++++ DATA RECORDS ++++

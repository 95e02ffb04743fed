// CommandRouter - routes CLI arguments to the appropriate Command

use super::{
    Command, ConfigExampleCommand, GenerateReportCommand, ProcessReportCommand,
    TestChannelsCommand,
};
use crate::Args;

/// Determines which Command to execute based on CLI arguments.
///
/// Routing priority:
/// 1. Settings example generation (--config-example)
/// 2. Credential report generation (--generate-report)
/// 3. Channel connectivity tests (--test-channels)
/// 4. Report processing (default)
pub struct CommandRouter;

impl CommandRouter {
    /// Route CLI arguments to the appropriate Command
    pub fn route(args: Args) -> Box<dyn Command> {
        if args.config_example.is_some() {
            return Box::new(ConfigExampleCommand::new(args));
        }

        if args.generate_report {
            return Box::new(GenerateReportCommand::new(args));
        }

        if args.test_channels {
            return Box::new(TestChannelsCommand::new(args));
        }

        Box::new(ProcessReportCommand::new(args))
    }
}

++++

▸ **WHAT YOU NEED TO DO**:
Reproduce every line above, keeping each word exactly as it appears.

▸ **EXERCISE OUTPUT**:
repository 95e02ffb04743fed
// CommandRouter - routes CLI arguments to the appropriate Command

use super::{
    Command, ConfigExampleCommand, GenerateReportCommand, ProcessReportCommand,
    TestChannelsCommand,
};
use crate::Args;

/// Determines which Command to execute based on CLI arguments.
///
/// Routing priority:
/// 1. Settings example generation (--config-example)
/// 2. Credential report generation (--generate-report)
/// 3. Channel connectivity tests (--test-channels)
/// 4. Report processing (default)
pub struct CommandRouter;

impl CommandRouter {
    /// Route CLI arguments to the appropriate Command
    pub fn route(args: Args) -> Box<dyn Command> {
        if args.config_example.is_some() {
            return Box::new(ConfigExampleCommand::new(args));
        }

        if args.generate_report {
            return Box::new(GenerateReportCommand::new(args));
        }

        if args.test_channels {
            return Box::new(TestChannelsCommand::new(args));
        }

        Box::new(ProcessReportCommand::new(args))
    }
}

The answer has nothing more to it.